Life and Health Sciences Research Institute,School of Medicine,University of Minho,Braga,Portugal.
Department of Palliative Medicine,Instituto das Irmãs Hospitaleiras do Sagrado Coração de Jesus,Casa de Saúde da Idanha,Belas,Portugal.
Palliat Support Care. 2017 Dec;15(6):628-637. doi: 10.1017/S1478951516001140. Epub 2017 Feb 7.
Dignity therapy (DT) is a brief form of psychotherapy developed for patients living with a life-limiting illness that has demonstrated efficacy in treating several dimensions of end-of-life psychological distress. Our aim was to determine the influence of DT on demoralization syndrome (DS), the desire for death (DfD), and a sense of dignity (SoD) in terminally ill inpatients experiencing a high level of distress in a palliative care unit.
A nonblinded phase II randomized controlled trial was conducted with 80 patients who were randomly assigned to one of two groups: the intervention group (DT + standard palliative care [SPC]) or the control group (SPC alone). The main outcomes were DS, DfD, and SoD, as measured according to DS criteria, the Desire for Death Rating Scale, and the Patient Dignity Inventory (PDI), respectively. All scales were assessed at baseline (day 1) and at day 4 of follow-up. This study is registered with http://www.controlled-trials.com/ISRCTN34354086.

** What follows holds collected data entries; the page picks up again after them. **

//! Property filter rules for constrained queries and extension cells.
//!
//! These rules belong to the backends, not to the dispatcher: a
//! [`PropertyFilter`] travels inside each
//! [`PropertyConstraint`](crate::query::PropertyConstraint) and adapters call
//! [`PropertyFilter::evaluate`] when they score property agreement.

use std::fmt;

use serde::{Deserialize, Serialize};

use crate::extend::Cell;
use crate::similarity::{normalize_label, JaroWinkler, SimilarityScorer};

/// How an expected value is compared with the entity's actual values.
#[derive(Debug, Clone, Copy, PartialEq, Eq, Hash, Default, Serialize, Deserialize)]
#[serde(rename_all = "camelCase")]
pub enum FilterType {
    /// Normalized string equality.
    #[default]
    ExactMatch,
    /// Label similarity compared against a threshold.
    Similarity,
}

/// Comparison applied between a similarity and the threshold.
#[derive(Debug, Clone, Copy, PartialEq, Eq, Hash, Default, Serialize, Deserialize)]
pub enum Operator {
    /// Similarity above the threshold.
    #[serde(rename = ">")]
    Gt,
    /// Similarity equal to the threshold.
    #[default]
    #[serde(rename = "=")]
    Eq,
    /// Similarity below the threshold.
    #[serde(rename = "<")]
    Lt,
}

impl Operator {
    fn holds(self, similarity: f64, threshold: f64) -> bool {
        match self {
            Self::Gt => similarity > threshold,
            Self::Eq => (similarity - threshold).abs() < f64::EPSILON,
            Self::Lt => similarity < threshold,
        }
    }
}

impl fmt::Display for Operator {
    fn fmt(&self, f: &mut fmt::Formatter<'_>) -> fmt::Result {
        match self {
            Self::Gt => write!(f, ">"),
            Self::Eq => write!(f, "="),
            Self::Lt => write!(f, "<"),
        }
    }
}

/// What happens when the entity has no value for the property.
#[derive(Debug, Clone, Copy, PartialEq, Eq, Hash, Default, Serialize, Deserialize)]
#[serde(rename_all = "lowercase")]
pub enum Restrict {
    /// Missing property excludes the constraint from scoring.
    Soft,
    /// Missing property scores 0.
    #[default]
    Hard,
}

/// Filter options attached to one property constraint.
#[derive(Debug, Clone, PartialEq, Serialize, Deserialize)]
#[serde(rename_all = "camelCase", default)]
pub struct PropertyFilter {
    /// Exact or similarity comparison.
    pub filter_type: FilterType,
    /// How a similarity is compared with `threshold`.
    pub operator: Operator,
    /// Similarity threshold in `[0.0, 1.0]`.
    pub threshold: f64,
    /// What a missing property means.
    pub restrict: Restrict,
}

impl Default for PropertyFilter {
    fn default() -> Self {
        Self {
            filter_type: FilterType::ExactMatch,
            operator: Operator::Eq,
            threshold: 1.0,
            restrict: Restrict::Hard,
        }
    }
}

impl PropertyFilter {
    /// A similarity filter with the given operator and threshold.
    #[must_use]
    pub fn similarity(operator: Operator, threshold: f64) -> Self {
        Self {
            filter_type: FilterType::Similarity,
            operator,
            threshold,
            ..Self::default()
        }
    }

    /// Returns a copy with the given restrict mode.
    #[must_use]
    pub fn with_restrict(mut self, restrict: Restrict) -> Self {
        self.restrict = restrict;
        self
    }

    /// Scores how well `actual` satisfies `expected`.
    ///
    /// Returns `None` when the property is missing and the filter is soft,
    /// meaning the constraint should not count at all.
    #[must_use]
    pub fn evaluate(&self, expected: &str, actual: &[Cell]) -> Option<f64> {
        if actual.is_empty() {
            return match self.restrict {
                Restrict::Soft => None,
                Restrict::Hard => Some(0.0),
            };
        }

        let expected = normalize_label(expected);
        match self.filter_type {
            FilterType::ExactMatch => {
                let hit = actual
                    .iter()
                    .any(|cell| cell.comparable_forms().iter().any(|v| normalize_label(v) == expected));
                Some(if hit { 1.0 } else { 0.0 })
            }
            FilterType::Similarity => {
                let scorer = JaroWinkler::default();
                let best = actual
                    .iter()
                    .flat_map(Cell::comparable_forms)
                    .map(|v| scorer.score(&expected, &normalize_label(&v)))
                    .fold(0.0_f64, f64::max);
                if self.operator.holds(best, self.threshold) {
                    Some(best)
                } else {
                    Some(0.0)
                }
            }
        }
    }
}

Of the 80 participants, 41 were randomized to DT and 39 to SPC. Baseline characteristics were similar between the two groups. DT was associated with a significant decrease in DS compared with SPC (DT DS prevalence = 12.1%; SPC DS prevalence = 60.0%; p < 0.001). Similarly, DT was associated with a significant decrease in DfD prevalence (DT DfD prevalence = 0%; SPC DfD prevalence = 14.3%; p = 0.054). Compared with participants allocated to the control group, those who received DT showed a statistically significant reduction in 19 of 25 PDI items.

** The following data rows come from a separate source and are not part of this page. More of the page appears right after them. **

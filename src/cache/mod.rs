//! Single-flight result cache.
//!
//! The cache maps a [`QueryFingerprint`] to either a finished value, a
//! remembered failure, or an in-flight computation. [`ResultCache::get_or_reserve`]
//! is the only way in, and it hands out at most one [`Reservation`] per
//! fingerprint at a time: everyone else asking for the same fingerprint gets
//! a [`Waiter`] and is woken when the owner completes or fails.
//!
//! All state sits behind one mutex that is only held for map bookkeeping,
//! never across a backend call or a channel send.

mod entry;

use std::sync::atomic::{AtomicU64, Ordering};
use std::sync::{Arc, Mutex, MutexGuard, PoisonError};

use crossbeam_channel::bounded;
use lru::LruCache;

use crate::candidate::Candidate;
use crate::clock::{add_saturating, Clock, SystemClock};
use crate::config::CacheConfig;
use crate::error::FailureKind;
use crate::fingerprint::QueryFingerprint;

pub use entry::{CacheStats, Lookup, Outcome, WaitOutcome, Waiter};

use entry::{Entry, Slot};

/// Ticket handed out when the cache is disabled. Never stored.
const UNTRACKED_TICKET: u64 = 0;

#[derive(Debug, Default)]
struct Counters {
    hits: AtomicU64,
    misses: AtomicU64,
    coalesced: AtomicU64,
    negative_hits: AtomicU64,
    evictions: AtomicU64,
    expirations: AtomicU64,
}

struct State<V> {
    entries: LruCache<QueryFingerprint, Entry<V>>,
    next_ticket: u64,
}

struct Inner<V> {
    config: CacheConfig,
    clock: Arc<dyn Clock>,
    state: Mutex<State<V>>,
    counters: Counters,
}

impl<V> Inner<V> {
    fn lock(&self) -> MutexGuard<'_, State<V>> {
        // Bookkeeping never panics mid-update, so a poisoned lock still holds
        // a consistent map.
        self.state.lock().unwrap_or_else(PoisonError::into_inner)
    }
}

/// Time- and size-bounded, key-deduplicating result store.
///
/// Cloning is cheap and clones share the same storage.
pub struct ResultCache<V = Vec<Candidate>> {
    inner: Arc<Inner<V>>,
}

impl<V> Clone for ResultCache<V> {
    fn clone(&self) -> Self {
        Self {
            inner: Arc::clone(&self.inner),
        }
    }
}

impl<V> std::fmt::Debug for ResultCache<V> {
    fn fmt(&self, f: &mut std::fmt::Formatter<'_>) -> std::fmt::Result {
        f.debug_struct("ResultCache")
            .field("config", &self.inner.config)
            .field("entries", &self.len())
            .finish()
    }
}

impl<V> ResultCache<V> {
    /// Number of stored entries, pending ones included.
    #[must_use]
    pub fn len(&self) -> usize {
        self.inner.lock().entries.len()
    }

    /// Returns true if nothing is stored.
    #[must_use]
    pub fn is_empty(&self) -> bool {
        self.len() == 0
    }
}

/// Exclusive right to compute one fingerprint.
///
/// Pass it back to [`ResultCache::complete`] or [`ResultCache::fail`].
/// Dropping it unfinished fails the entry transiently so waiters are not
/// left hanging.
#[must_use = "a reservation must be completed or failed"]
pub struct Reservation<V> {
    inner: Option<Arc<Inner<V>>>,
    fingerprint: QueryFingerprint,
    ticket: u64,
}

impl<V> std::fmt::Debug for Reservation<V> {
    fn fmt(&self, f: &mut std::fmt::Formatter<'_>) -> std::fmt::Result {
        f.debug_struct("Reservation")
            .field("fingerprint", &self.fingerprint)
            .field("ticket", &self.ticket)
            .finish()
    }
}

impl<V> Reservation<V> {
    /// The fingerprint this reservation owns.
    #[must_use]
    pub const fn fingerprint(&self) -> QueryFingerprint {
        self.fingerprint
    }

    pub(crate) const fn ticket(&self) -> u64 {
        self.ticket
    }
}

impl<V> Drop for Reservation<V> {
    fn drop(&mut self) {
        if let Some(inner) = self.inner.take() {
            tracing::debug!(fingerprint = %self.fingerprint.short(), "reservation_abandoned");
            finish(&inner, self.fingerprint, self.ticket, Err(FailureKind::Transient));
        }
    }
}

impl<V> ResultCache<V>
where
    V: Send + Sync + 'static,
{
    /// Creates a cache using the system clock.
    #[must_use]
    pub fn new(config: CacheConfig) -> Self {
        Self::with_clock(config, Arc::new(SystemClock))
    }

    /// Creates a cache with an explicit clock.
    #[must_use]
    pub fn with_clock(config: CacheConfig, clock: Arc<dyn Clock>) -> Self {
        Self {
            inner: Arc::new(Inner {
                config,
                clock,
                state: Mutex::new(State {
                    entries: LruCache::unbounded(),
                    next_ticket: UNTRACKED_TICKET + 1,
                }),
                counters: Counters::default(),
            }),
        }
    }

    /// Returns true if caching is enabled.
    #[must_use]
    pub fn is_enabled(&self) -> bool {
        self.inner.config.enabled
    }

    /// Looks up `fingerprint`, reserving it for the caller on a miss.
    ///
    /// Atomic with respect to other callers: for a given fingerprint exactly
    /// one concurrent caller receives [`Lookup::Owner`].
    pub fn get_or_reserve(&self, fingerprint: QueryFingerprint) -> Lookup<V> {
        let inner = &self.inner;
        if !inner.config.enabled {
            inner.counters.misses.fetch_add(1, Ordering::Relaxed);
            return Lookup::Owner(Reservation {
                inner: None,
                fingerprint,
                ticket: UNTRACKED_TICKET,
            });
        }

        let now = inner.clock.now();
        let mut state = inner.lock();

        if let Some(entry) = state.entries.get_mut(&fingerprint) {
            match &mut entry.slot {
                Slot::Ready { value, expires_at } if *expires_at > now => {
                    inner.counters.hits.fetch_add(1, Ordering::Relaxed);
                    return Lookup::Ready(Arc::clone(value));
                }
                Slot::Failed { kind, expires_at } if *expires_at > now => {
                    inner.counters.negative_hits.fetch_add(1, Ordering::Relaxed);
                    return Lookup::Failed(*kind);
                }
                Slot::Pending { waiters, .. } => {
                    let (tx, rx) = bounded(1);
                    waiters.push(tx);
                    inner.counters.coalesced.fetch_add(1, Ordering::Relaxed);
                    return Lookup::Pending(Waiter::new(fingerprint, rx));
                }
                Slot::Ready { .. } | Slot::Failed { .. } => {
                    inner.counters.expirations.fetch_add(1, Ordering::Relaxed);
                    tracing::trace!(
                        fingerprint = %fingerprint.short(),
                        age_ms = (now - entry.created_at).num_milliseconds(),
                        "cache_entry_expired"
                    );
                }
            }
        }

        let ticket = state.next_ticket;
        state.next_ticket += 1;
        state.entries.put(fingerprint, Entry::pending(ticket, now));
        inner.counters.misses.fetch_add(1, Ordering::Relaxed);
        self.enforce_bound(&mut state);

        Lookup::Owner(Reservation {
            inner: Some(Arc::clone(inner)),
            fingerprint,
            ticket,
        })
    }

    /// Stores the computed value and wakes all waiters.
    ///
    /// Returns the shared value. If the reservation is stale (its entry was
    /// already failed or replaced) the value is returned but not stored.
    pub fn complete(&self, mut reservation: Reservation<V>, value: V) -> Arc<V> {
        let value = Arc::new(value);
        if let Some(inner) = reservation.inner.take() {
            finish(&inner, reservation.fingerprint, reservation.ticket, Ok(Arc::clone(&value)));
        }
        value
    }

    /// Records a failure and wakes all waiters with it.
    pub fn fail(&self, mut reservation: Reservation<V>, kind: FailureKind) {
        if let Some(inner) = reservation.inner.take() {
            finish(&inner, reservation.fingerprint, reservation.ticket, Err(kind));
        }
    }

    /// Fails the entry reserved under `ticket` on behalf of an owner that can
    /// no longer be waited for. The owner's later `complete` is ignored.
    pub(crate) fn abandon(&self, fingerprint: QueryFingerprint, ticket: u64) {
        if ticket != UNTRACKED_TICKET {
            finish(&self.inner, fingerprint, ticket, Err(FailureKind::Transient));
        }
    }

    /// Gives the reservation back without recording an outcome.
    ///
    /// The pending entry is removed, so the next lookup reserves afresh and
    /// nothing is negative-cached. Current waiters are woken with a
    /// transient failure.
    pub fn release(&self, mut reservation: Reservation<V>) {
        if let Some(inner) = reservation.inner.take() {
            remove_pending(&inner, reservation.fingerprint, reservation.ticket);
        }
    }

    /// [`release`](Self::release) for a reservation that was moved into a job
    /// which never ran. The job's own reservation becomes stale.
    pub(crate) fn release_ticket(&self, fingerprint: QueryFingerprint, ticket: u64) {
        if ticket != UNTRACKED_TICKET {
            remove_pending(&self.inner, fingerprint, ticket);
        }
    }

    /// Removes a finished entry. Pending entries are left alone.
    pub fn invalidate(&self, fingerprint: &QueryFingerprint) -> bool {
        let mut state = self.inner.lock();
        match state.entries.peek(fingerprint) {
            Some(entry) if !entry.is_pending() => state.entries.pop(fingerprint).is_some(),
            _ => false,
        }
    }

    /// Removes every finished entry.
    pub fn clear(&self) {
        let mut state = self.inner.lock();
        let finished: Vec<QueryFingerprint> = state
            .entries
            .iter()
            .filter(|(_, e)| !e.is_pending())
            .map(|(k, _)| *k)
            .collect();
        for key in finished {
            state.entries.pop(&key);
        }
    }

    /// Drops every expired entry now instead of waiting for a lookup.
    pub fn purge_expired(&self) -> usize {
        let now = self.inner.clock.now();
        let mut state = self.inner.lock();
        let expired: Vec<QueryFingerprint> = state
            .entries
            .iter()
            .filter(|(_, e)| match &e.slot {
                Slot::Ready { expires_at, .. } | Slot::Failed { expires_at, .. } => *expires_at <= now,
                Slot::Pending { .. } => false,
            })
            .map(|(k, _)| *k)
            .collect();
        for key in &expired {
            state.entries.pop(key);
        }
        self.inner
            .counters
            .expirations
            .fetch_add(expired.len() as u64, Ordering::Relaxed);
        expired.len()
    }

    /// Snapshot of the counters.
    #[must_use]
    pub fn stats(&self) -> CacheStats {
        let c = &self.inner.counters;
        CacheStats {
            hits: c.hits.load(Ordering::Relaxed),
            misses: c.misses.load(Ordering::Relaxed),
            coalesced: c.coalesced.load(Ordering::Relaxed),
            negative_hits: c.negative_hits.load(Ordering::Relaxed),
            evictions: c.evictions.load(Ordering::Relaxed),
            expirations: c.expirations.load(Ordering::Relaxed),
            entries: self.len(),
        }
    }

    /// Evicts least recently used finished entries until the bound holds.
    ///
    /// Pending entries are skipped: evicting one would strand its waiters.
    /// If only pending entries remain the cache runs over its bound until
    /// some of them finish.
    fn enforce_bound(&self, state: &mut State<V>) {
        let max = self.inner.config.max_entries.max(1);
        while state.entries.len() > max {
            let victim = state
                .entries
                .iter()
                .rev()
                .find(|(_, e)| !e.is_pending())
                .map(|(k, _)| *k);
            let Some(victim) = victim else {
                tracing::debug!(
                    entries = state.entries.len(),
                    max_entries = max,
                    "cache_capacity_exceeded"
                );
                break;
            };
            state.entries.pop(&victim);
            self.inner.counters.evictions.fetch_add(1, Ordering::Relaxed);
        }
    }
}

fn owns_pending<V>(state: &State<V>, fingerprint: &QueryFingerprint, ticket: u64) -> bool {
    matches!(
        state.entries.peek(fingerprint).map(|e| &e.slot),
        Some(Slot::Pending { ticket: t, .. }) if *t == ticket
    )
}

/// Drops a pending entry without storing anything.
fn remove_pending<V>(inner: &Inner<V>, fingerprint: QueryFingerprint, ticket: u64) {
    let waiters = {
        let mut state = inner.lock();
        if !owns_pending(&state, &fingerprint, ticket) {
            return;
        }
        match state.entries.pop(&fingerprint).map(|e| e.slot) {
            Some(Slot::Pending { waiters, .. }) => waiters,
            _ => Vec::new(),
        }
    };

    tracing::debug!(fingerprint = %fingerprint.short(), waiters = waiters.len(), "reservation_released");
    for tx in waiters {
        let _ = tx.send(Err(FailureKind::Transient));
    }
}

/// Moves a pending entry to its final state and notifies waiters.
fn finish<V>(inner: &Inner<V>, fingerprint: QueryFingerprint, ticket: u64, outcome: Outcome<V>) {
    let now = inner.clock.now();
    let waiters = {
        let mut state = inner.lock();
        if !owns_pending(&state, &fingerprint, ticket) {
            tracing::debug!(fingerprint = %fingerprint.short(), ticket, "stale_reservation_ignored");
            return;
        }

        let ttl = match &outcome {
            Ok(_) | Err(FailureKind::Permanent) => inner.config.ttl,
            Err(FailureKind::Transient) => inner.config.negative_ttl,
        };

        let Some(entry) = state.entries.peek_mut(&fingerprint) else {
            return;
        };
        let created_at = entry.created_at;
        let next = match &outcome {
            Ok(value) => Slot::Ready {
                value: Arc::clone(value),
                expires_at: add_saturating(now, ttl),
            },
            Err(kind) => Slot::Failed {
                kind: *kind,
                expires_at: add_saturating(now, ttl),
            },
        };
        let previous = std::mem::replace(&mut entry.slot, next);

        if ttl.is_zero() {
            state.entries.pop(&fingerprint);
        }

        tracing::trace!(
            fingerprint = %fingerprint.short(),
            ok = outcome.is_ok(),
            compute_ms = (now - created_at).num_milliseconds(),
            "cache_entry_finished"
        );

        match previous {
            Slot::Pending { waiters, .. } => waiters,
            Slot::Ready { .. } | Slot::Failed { .. } => Vec::new(),
        }
    };

    for tx in waiters {
        // A waiter that gave up has dropped its receiver.
        let _ = tx.send(outcome.clone());
    }
}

Dignity therapy had a beneficial effect on the psychological distress encountered by patients near the end of life. Our research suggests that DT is an important psychotherapeutic approach that should be included in clinical care programs, and it could help more patients to cope with their end-of-life experiences.

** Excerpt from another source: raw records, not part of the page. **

#![allow(dead_code)]

use std::collections::HashMap;
use std::sync::atomic::{AtomicUsize, Ordering};
use std::sync::{Arc, Mutex, Once};
use std::thread;
use std::time::{Duration, Instant};

use reconcile::{BackendAdapter, BackendError, CancelToken, Candidate, ColumnMetadata, PropertyRequest, Query};

/// Scripted behaviour for one query text.
#[derive(Debug, Clone, Default)]
pub struct Script {
    pub candidates: Vec<Candidate>,
    pub error: Option<BackendError>,
    pub delay: Duration,
    /// Keep sleeping after cancellation, like a backend stuck in I/O.
    pub ignore_cancel: bool,
}

impl Script {
    pub fn candidates(candidates: Vec<Candidate>) -> Self {
        Self {
            candidates,
            ..Self::default()
        }
    }

    pub fn error(error: BackendError) -> Self {
        Self {
            error: Some(error),
            ..Self::default()
        }
    }

    pub fn delayed(mut self, delay: Duration) -> Self {
        self.delay = delay;
        self
    }

    pub fn stubborn(mut self) -> Self {
        self.ignore_cancel = true;
        self
    }
}

/// Adapter that answers from scripts and counts calls per query text.
///
/// Unscripted queries return one candidate `id:<text>` scoring 0.5.
#[derive(Debug, Default)]
pub struct ScriptedBackend {
    scripts: Mutex<HashMap<String, Script>>,
    calls: Mutex<HashMap<String, usize>>,
    total: AtomicUsize,
    /// When set, `column_metadata` sleeps this long and ignores cancellation.
    metadata_delay: Mutex<Option<Duration>>,
}

impl ScriptedBackend {
    pub fn new() -> Arc<Self> {
        Arc::new(Self::default())
    }

    pub fn script(&self, text: &str, script: Script) {
        self.scripts.lock().unwrap().insert(text.to_string(), script);
    }

    pub fn describe_slowly(&self, delay: Duration) {
        *self.metadata_delay.lock().unwrap() = Some(delay);
    }

    pub fn calls_for(&self, text: &str) -> usize {
        self.calls.lock().unwrap().get(text).copied().unwrap_or(0)
    }

    pub fn total_calls(&self) -> usize {
        self.total.load(Ordering::SeqCst)
    }
}

impl BackendAdapter for ScriptedBackend {
    fn name(&self) -> &str {
        "scripted"
    }

    fn resolve(&self, query: &Query, cancel: &CancelToken) -> Result<Vec<Candidate>, BackendError> {
        let text = query.query_text().to_string();
        self.total.fetch_add(1, Ordering::SeqCst);
        *self.calls.lock().unwrap().entry(text.clone()).or_default() += 1;

        let script = self.scripts.lock().unwrap().get(&text).cloned();
        let Some(script) = script else {
            return Ok(vec![Candidate::new(format!("id:{text}"), text, 0.5)]);
        };

        let until = Instant::now() + script.delay;
        while Instant::now() < until {
            if !script.ignore_cancel {
                cancel.check()?;
            }
            thread::sleep(Duration::from_millis(2));
        }

        match script.error {
            Some(e) => Err(e),
            None => Ok(script.candidates),
        }
    }

    fn column_metadata(&self, property: &PropertyRequest) -> Result<ColumnMetadata, BackendError> {
        let Some(delay) = *self.metadata_delay.lock().unwrap() else {
            return Err(BackendError::not_implemented("column_metadata", "scripted"));
        };
        thread::sleep(delay);
        Ok(ColumnMetadata {
            id: property.id.clone(),
            name: format!("{} label", property.id),
            type_ref: None,
        })
    }
}

/// Installs a test subscriber once; honours `RUST_LOG`.
pub fn init_tracing() {
    static INIT: Once = Once::new();
    INIT.call_once(|| {
        let _ = tracing_subscriber::fmt()
            .with_env_filter(tracing_subscriber::EnvFilter::from_default_env())
            .with_test_writer()
            .try_init();
    });
}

尊严疗法(DT)是一种针对患有生命有限疾病的患者的简短心理治疗形式,已被证明可有效治疗临终心理困扰的多个维度。我们的目的是确定 DT 对处于临终关怀病房中高度痛苦的终末期住院患者的道德困境综合征(DS)、死亡意愿(DfD)和尊严感(SoD)的影响。
这是一项非盲二期随机对照试验,共纳入 80 名患者,他们被随机分为两组:干预组(DT+标准姑息治疗[SPC])或对照组(仅 SPC)。主要结局为 DS、DfD 和 SoD,分别根据 DS 标准、死亡意愿评分量表和患者尊严量表(PDI)进行评估。所有量表均在基线(第 1 天)和第 4 天的随访时进行评估。该研究在 http://www.controlled-trials.com/ISRCTN34354086 上注册。
在 80 名参与者中,41 名被随机分配到 DT 组,39 名被分配到 SPC 组。两组的基线特征相似。与 SPC 相比,DT 与 DS 的显著降低相关(DT DS 发生率=12.1%;SPC DS 发生率=60.0%;p<0.001)。同样,DT 与 DfD 发生率的显著降低相关(DT DfD 发生率=0%;SPC DfD 发生率=14.3%;p=0.054)。与对照组相比,接受 DT 的患者在 PDI 的 25 个项目中有 19 个项目的得分明显降低。
尊严疗法对生命末期患者的心理困扰有有益的影响。我们的研究表明,DT 是一种重要的心理治疗方法,应纳入临床护理方案,它可以帮助更多的患者应对他们的临终体验。